Bagi Ardila Lestari, lahir di Kota Bandung tak serta merta membuatnya punya gaya hidup perkotaan. Sebagai anak dari seorang pemulung, siswa 13 tahun ini termasuk dalam kelompok masyarakat miskin ekstrem.
Tidak ada kata menyerah, begitulah sikap Dila ketika menjalani hidupnya. Ia menerima takdir sebagai masyarakat miskin dengan menjalani prosesnya agar bisa bangkit melalui jalur pendidikan di Sekolah Rakyat Menengah Pertama (SRMP) 9 Bandung.
“Terima kasih Pak Presiden dan (Mensos) Gus Ipul. Awalnya aku enggak bakal bisa lanjut sekolah karena ekonomi keluarga susah. Sekolah Rakyat ini bikin aku bisa lanjutin sekolah, aku senang banget,” ungkap Dila saat ditemui di SRMP 9 Bandung, beberapa waktu lalu.
Rona kesedihan tidak terlihat di raut wajahnya, meski terkadang ia mengaku rindu sang ayah. Sejak ibunya berpulang tiga tahun lalu, Dila tinggal berdua bersama sang ayah yang berusia senja, 87 tahun.
Demi tugas sebagai seorang ayah yang bertanggung jawab, ia rela memulung botol plastik bekas di area perkomplekan dekat rumah mereka di Cikadut, Kampung Mande, Kota Bandung. Hasil yang didapat tak seberapa, dengan harga botol plastik hanya Rp 2.000 per kilogram, sehingga penghasilan rata-rata Rp 40 ribu–Rp50 ribu per minggu. Jumlah ini tentulah jauh dari cukup untuk memenuhi kebutuhan dasar sehari-hari sang ayah maupun mencukupi kebutuhan gizi Dila yang beranjak dewasa.
Uluran tangan orang baik di jalan berupa sekotak nasi pun menjadi santapan mewah bagi mereka. "Kalau aku mah, yang penting cukup ada nasi untuk makan, lauknya bisa pakai apa saja yang ada,” ucap Dila, mengenang masa lalunya.
Saat hampir kehilangan kesempatan untuk melanjutkan sekolah karena ketiadaan biaya, harapan itu kembali hadir ketika Dila mengenal Sekolah Rakyat dari salah seorang Pendamping Program Keluarga Harapan (PKH).
“Aku dengar katanya bisa sampai dikuliahkan, jadi aku senang banget masuk sini,” kata Dila dengan mata berbinar.
Di balik senyumnya, Dila menyimpan mimpi besar untuk menjadi dokter. Cita-cita itu lahir bukan semata untuk meniti masa depan cemerlang, melainkan agar ia bisa merawat ayahnya sendiri tanpa terbebani biaya rumah sakit.

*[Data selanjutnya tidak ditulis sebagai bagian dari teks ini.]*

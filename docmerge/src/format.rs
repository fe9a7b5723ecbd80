//! Format detection and upload validation.
//!
//! Detection trusts the declared MIME type first and the file extension
//! second; content is only inspected by [`FormatValidator::validate_structure`],
//! which checks the magic signature and then asks the format's adapter for a
//! lightweight parse.

use crate::adapters;
use crate::chunk::ChunkProcessor;
use crate::config::ProcessingLimits;
use crate::error::{DocMergeError, Result};
use bytes::Bytes;
use serde::{Deserialize, Serialize};
use std::fmt;
use std::str::FromStr;

/// PDF header bytes.
pub const PDF_MAGIC: &[u8] = b"%PDF-";

/// ZIP local file header, shared by every OOXML package.
pub const ZIP_MAGIC: &[u8] = &[0x50, 0x4B, 0x03, 0x04];

/// The closed set of formats the engine understands.
#[derive(Debug, Clone, Copy, PartialEq, Eq, Hash, PartialOrd, Ord, Serialize, Deserialize)]
#[serde(rename_all = "lowercase")]
pub enum LogicalFormat {
    /// Portable Document Format.
    Pdf,
    /// Word (OOXML).
    Docx,
    /// Excel (OOXML).
    Xlsx,
    /// PowerPoint (OOXML).
    Pptx,
    /// Plain text.
    Txt,
    /// Comma-separated values.
    Csv,
}

impl LogicalFormat {
    /// Every format, in registry order.
    pub const ALL: [LogicalFormat; 6] = [
        Self::Pdf,
        Self::Docx,
        Self::Xlsx,
        Self::Pptx,
        Self::Txt,
        Self::Csv,
    ];

    /// Canonical media type.
    pub fn media_type(&self) -> &'static str {
        match self {
            Self::Pdf => "application/pdf",
            Self::Docx => {
                "application/vnd.openxmlformats-officedocument.wordprocessingml.document"
            }
            Self::Xlsx => "application/vnd.openxmlformats-officedocument.spreadsheetml.sheet",
            Self::Pptx => {
                "application/vnd.openxmlformats-officedocument.presentationml.presentation"
            }
            Self::Txt => "text/plain",
            Self::Csv => "text/csv",
        }
    }

    /// Canonical file extension, without the dot.
    pub fn extension(&self) -> &'static str {
        match self {
            Self::Pdf => "pdf",
            Self::Docx => "docx",
            Self::Xlsx => "xlsx",
            Self::Pptx => "pptx",
            Self::Txt => "txt",
            Self::Csv => "csv",
        }
    }

    /// Human-readable name.
    pub fn display_name(&self) -> &'static str {
        match self {
            Self::Pdf => "PDF",
            Self::Docx => "Word",
            Self::Xlsx => "Excel",
            Self::Pptx => "PowerPoint",
            Self::Txt => "Text",
            Self::Csv => "CSV",
        }
    }

    /// Look up a declared MIME type.
    pub fn from_mime(mime: &str) -> Option<Self> {
        let mime = mime.split(';').next().unwrap_or_default().trim();
        let mime = mime.to_ascii_lowercase();
        match mime.as_str() {
            "application/pdf" => Some(Self::Pdf),
            "application/vnd.openxmlformats-officedocument.wordprocessingml.document" => {
                Some(Self::Docx)
            }
            "application/vnd.openxmlformats-officedocument.spreadsheetml.sheet" => {
                Some(Self::Xlsx)
            }
            "application/vnd.openxmlformats-officedocument.presentationml.presentation" => {
                Some(Self::Pptx)
            }
            "text/plain" => Some(Self::Txt),
            "text/csv" | "application/csv" => Some(Self::Csv),
            _ => None,
        }
    }

    /// Look up the extension of a file name, case-insensitively.
    pub fn from_file_name(name: &str) -> Option<Self> {
        let (_, ext) = name.rsplit_once('.')?;
        ext.parse().ok()
    }

    /// Whether the format is an OOXML zip package.
    pub fn is_ooxml(&self) -> bool {
        matches!(self, Self::Docx | Self::Xlsx | Self::Pptx)
    }

    /// Whether the format is rendered as a grid by the conversion bridge.
    pub fn is_tabular(&self) -> bool {
        matches!(self, Self::Xlsx | Self::Csv)
    }

    /// Magic signature, if the format has one.
    pub fn magic(&self) -> Option<&'static [u8]> {
        match self {
            Self::Pdf => Some(PDF_MAGIC),
            Self::Docx | Self::Xlsx | Self::Pptx => Some(ZIP_MAGIC),
            Self::Txt | Self::Csv => None,
        }
    }
}

impl FromStr for LogicalFormat {
    type Err = DocMergeError;

    fn from_str(s: &str) -> Result<Self> {
        match s.trim_start_matches('.').to_ascii_lowercase().as_str() {
            "pdf" => Ok(Self::Pdf),
            "docx" => Ok(Self::Docx),
            "xlsx" => Ok(Self::Xlsx),
            "pptx" => Ok(Self::Pptx),
            "txt" => Ok(Self::Txt),
            "csv" => Ok(Self::Csv),
            _ => Err(DocMergeError::unsupported_format(s)),
        }
    }
}

impl fmt::Display for LogicalFormat {
    fn fmt(&self, f: &mut fmt::Formatter<'_>) -> fmt::Result {
        f.write_str(self.extension())
    }
}

/// A file handed to the engine by the upload layer.
#[derive(Debug, Clone, PartialEq, Eq)]
pub struct FileInput {
    /// File name as the user sees it.
    pub name: String,
    /// Declared MIME type, possibly empty.
    pub mime_type: String,
    /// Size in bytes.
    pub size: u64,
    /// File content.
    pub data: Bytes,
}

impl FileInput {
    /// Create an input; the size is taken from the data.
    pub fn new(name: impl Into<String>, mime_type: impl Into<String>, data: impl Into<Bytes>) -> Self {
        let data = data.into();
        Self {
            name: name.into(),
            mime_type: mime_type.into(),
            size: data.len() as u64,
            data,
        }
    }

    /// Create an input with no declared MIME type.
    pub fn from_name(name: impl Into<String>, data: impl Into<Bytes>) -> Self {
        Self::new(name, "", data)
    }
}

/// Upload-time format checks.
#[derive(Debug, Clone, Copy, Default)]
pub struct FormatValidator {
    limits: ProcessingLimits,
}

impl FormatValidator {
    /// Create a validator with the given limits.
    pub fn new(limits: ProcessingLimits) -> Self {
        Self { limits }
    }

    /// Limits in effect.
    pub fn limits(&self) -> &ProcessingLimits {
        &self.limits
    }

    /// Detect the logical format from the declared MIME type, then the
    /// extension.
    ///
    /// # Examples
    ///
    /// ```
    /// use docmerge::format::{FileInput, FormatValidator, LogicalFormat};
    ///
    /// let file = FileInput::from_name("REPORT.PDF", b"%PDF-1.7".to_vec());
    /// assert_eq!(FormatValidator::default().detect(&file), Some(LogicalFormat::Pdf));
    /// ```
    pub fn detect(&self, file: &FileInput) -> Option<LogicalFormat> {
        LogicalFormat::from_mime(&file.mime_type)
            .or_else(|| LogicalFormat::from_file_name(&file.name))
    }

    /// Size, emptiness and format checks. Does not look at the content.
    ///
    /// # Errors
    ///
    /// - [`DocMergeError::FileTooLarge`] above the size limit
    /// - [`DocMergeError::EmptyFile`] for zero bytes
    /// - [`DocMergeError::UnsupportedFormat`] when nothing is detected
    pub fn validate(&self, file: &FileInput) -> Result<LogicalFormat> {
        if file.size > self.limits.max_file_size {
            return Err(DocMergeError::file_too_large(
                &file.name,
                file.size,
                self.limits.max_file_size,
            ));
        }

        if file.size == 0 || file.data.is_empty() {
            return Err(DocMergeError::empty_file(&file.name));
        }

        self.detect(file)
            .ok_or_else(|| DocMergeError::unsupported_format(&file.name))
    }

    /// Check the batch size against the file-count limit.
    pub fn validate_batch(&self, existing: usize, incoming: usize) -> Result<()> {
        let count = existing + incoming;
        if count > self.limits.max_files {
            return Err(DocMergeError::TooManyFiles {
                count,
                limit: self.limits.max_files,
            });
        }
        Ok(())
    }

    /// Magic-signature check followed by a lightweight parse.
    ///
    /// # Errors
    ///
    /// Returns [`DocMergeError::Corrupted`] on a bad signature or parse
    /// failure, or [`DocMergeError::PasswordProtected`] for encrypted PDFs.
    pub fn validate_structure(&self, data: &Bytes, format: LogicalFormat) -> Result<()> {
        if let Some(magic) = format.magic() {
            let chunks = ChunkProcessor::default();
            let outcome = chunks.validate_chunks(data, |chunk, is_first, _is_last| {
                !is_first || chunk.starts_with(magic)
            });
            if !outcome.valid {
                return Err(DocMergeError::corrupted(
                    format,
                    format!(
                        "invalid file header: missing signature (chunk {})",
                        outcome.failed_chunk.unwrap_or(1)
                    ),
                ));
            }
        }

        adapters::adapter_for(format).validate_structure(data)
    }
}

#[cfg(test)]
mod tests {
    use super::*;
    use rstest::rstest;

    #[rstest]
    #[case("application/pdf", Some(LogicalFormat::Pdf))]
    #[case("text/csv", Some(LogicalFormat::Csv))]
    #[case("application/csv", Some(LogicalFormat::Csv))]
    #[case("text/plain; charset=utf-8", Some(LogicalFormat::Txt))]
    #[case(
        "application/vnd.openxmlformats-officedocument.presentationml.presentation",
        Some(LogicalFormat::Pptx)
    )]
    #[case("image/png", None)]
    #[case("", None)]
    fn test_from_mime(#[case] mime: &str, #[case] expected: Option<LogicalFormat>) {
        assert_eq!(LogicalFormat::from_mime(mime), expected);
    }

    #[rstest]
    #[case("a.PDF", Some(LogicalFormat::Pdf))]
    #[case("budget.Xlsx", Some(LogicalFormat::Xlsx))]
    #[case("archive.tar.gz", None)]
    #[case("README", None)]
    fn test_from_file_name(#[case] name: &str, #[case] expected: Option<LogicalFormat>) {
        assert_eq!(LogicalFormat::from_file_name(name), expected);
    }

    #[test]
    fn test_mime_wins_over_extension() {
        let file = FileInput::new("data.txt", "text/csv", b"a,b".to_vec());
        assert_eq!(
            FormatValidator::default().detect(&file),
            Some(LogicalFormat::Csv)
        );
    }

    #[test]
    fn test_extension_used_when_mime_unknown() {
        let file = FileInput::new("notes.txt", "application/octet-stream", b"hi".to_vec());
        assert_eq!(
            FormatValidator::default().detect(&file),
            Some(LogicalFormat::Txt)
        );
    }

    #[test]
    fn test_validate_size_limit() {
        let validator = FormatValidator::new(ProcessingLimits {
            max_file_size: 4,
            max_files: 100,
        });
        let file = FileInput::from_name("a.txt", b"hello".to_vec());
        let err = validator.validate(&file).unwrap_err();
        assert!(matches!(err, DocMergeError::FileTooLarge { .. }));

        let file = FileInput::from_name("a.txt", b"hell".to_vec());
        assert_eq!(validator.validate(&file).unwrap(), LogicalFormat::Txt);
    }

    #[test]
    fn test_validate_empty_and_unsupported() {
        let validator = FormatValidator::default();
        let err = validator
            .validate(&FileInput::from_name("a.txt", Vec::new()))
            .unwrap_err();
        assert!(matches!(err, DocMergeError::EmptyFile { .. }));

        let err = validator
            .validate(&FileInput::from_name("a.odt", b"x".to_vec()))
            .unwrap_err();
        assert!(matches!(err, DocMergeError::UnsupportedFormat { .. }));
    }

    #[test]
    fn test_validate_batch() {
        let validator = FormatValidator::default();
        assert!(validator.validate_batch(99, 1).is_ok());
        assert!(matches!(
            validator.validate_batch(99, 2),
            Err(DocMergeError::TooManyFiles { count: 101, .. })
        ));
    }

    #[test]
    fn test_structure_rejects_bad_signature() {
        let validator = FormatValidator::default();
        let data = Bytes::from_static(b"not a pdf at all");
        let err = validator
            .validate_structure(&data, LogicalFormat::Pdf)
            .unwrap_err();
        assert!(matches!(err, DocMergeError::Corrupted { .. }));
        assert!(err.to_string().contains("invalid file header"));

        let data = Bytes::from_static(b"PK\x05\x06 empty zip");
        assert!(validator
            .validate_structure(&data, LogicalFormat::Docx)
            .is_err());
    }

    #[test]
    fn test_structure_accepts_text() {
        let validator = FormatValidator::default();
        let data = Bytes::from_static(b"plain words");
        assert!(validator.validate_structure(&data, LogicalFormat::Txt).is_ok());
    }

    #[test]
    fn test_format_round_trips_through_str() {
        for format in LogicalFormat::ALL {
            assert_eq!(format.to_string().parse::<LogicalFormat>().unwrap(), format);
            assert!(!format.media_type().is_empty());
        }
    }
}
//! Per-document pipeline: validate, analyze, preview.

use super::progress::MergeObserver;
use crate::adapters::{TextAdapter, adapter_for};
use crate::chunk::ChunkProcessor;
use crate::classify::ErrorContext;
use crate::document::{DocumentHandle, PipelineStage};
use crate::format::{FormatValidator, LogicalFormat};
use tracing::debug;

/// Run one document through the pipeline, touching only its own handle.
///
/// Failing the size, emptiness or format checks marks the document as
/// failed and excluded from merges. Failing the structural check marks it
/// failed but keeps it eligible; the adapters absorb it at merge time.
/// Analysis and previews never fail. Returns the final stage.
pub async fn process_document(
    handle: &mut DocumentHandle,
    validator: &FormatValidator,
    chunks: &ChunkProcessor,
    observer: &dyn MergeObserver,
) -> PipelineStage {
    let id = handle.id;
    let enter = |handle: &mut DocumentHandle, stage: PipelineStage, progress: f32| {
        handle.advance(stage, progress);
        observer.on_document_stage(id, stage);
        debug!(document = %handle.name, ?stage, "Pipeline stage");
    };

    enter(handle, PipelineStage::Validating, 0.1);
    let format = match validator.validate(&handle.source) {
        Ok(format) => format,
        Err(err) => {
            handle.excluded = true;
            handle.fail(err.classify(Some(ErrorContext::Upload)));
            observer.on_document_stage(id, PipelineStage::Error);
            return PipelineStage::Error;
        }
    };
    handle.format = Some(format);

    if let Err(err) = validator.validate_structure(&handle.source.data, format) {
        debug!(document = %handle.name, error = %err, "Structural validation failed");
        handle.fail(err.classify(Some(ErrorContext::Validation)));
        observer.on_document_stage(id, PipelineStage::Error);
        return PipelineStage::Error;
    }
    tokio::task::yield_now().await;

    enter(handle, PipelineStage::Analyzing, 0.4);
    let data = handle.source.data.clone();
    let large_text = matches!(format, LogicalFormat::Txt | LogicalFormat::Csv)
        && data.len() > chunks.config().chunk_size;
    let metadata = if large_text {
        let text = match format {
            LogicalFormat::Csv => TextAdapter::CSV,
            _ => TextAdapter::PLAIN,
        };
        text.analyze_chunked(&data, chunks, |done, total| {
            observer.on_chunk_processed(done, total)
        })
        .await
    } else {
        adapter_for(format).analyze(&data)
    };
    handle.metadata = Some(metadata);
    tokio::task::yield_now().await;

    enter(handle, PipelineStage::Previewing, 0.7);
    handle.preview = Some(adapter_for(format).preview(&data));

    enter(handle, PipelineStage::Processed, 1.0);
    PipelineStage::Processed
}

Sekolah Rakyat yang berbasis asrama, membuka sebuah harapan bagi Dila. Meski sempat dihantui rasa rindu dan khawatir akan kondisi kesehatan sang ayah, Dila memutuskan untuk fokus belajar setelah sang ayah dijamin untuk mendapatkan perawatan rutin ke rumah sakit.
Harapannya sederhana, agar tetap mandiri, berpijak di atas kaki sendiri, belajar rajin, dan kelak membanggakan ayah.
Sekolah Rakyat merupakan sekolah gratis berasrama untuk anak-anak keluarga miskin pada desil 1 dan 2 DTSEN. Saat ini, program tersebut telah hadir di 100 titik, dan segera bertambah 65 titik lagi hingga total mencapai 165 lokasi pada tahun ajaran 2025/2026.
Presiden RI Prabowo Subianto menargetkan setiap sekolah dapat menampung hingga 1.000 siswa. Jika 500 sekolah rakyat terbangun, maka 500 ribu anak dari keluarga miskin akan mendapat akses pendidikan yang layak dan keluarganya diberdayakan untuk memutus mata rantai kemiskinan.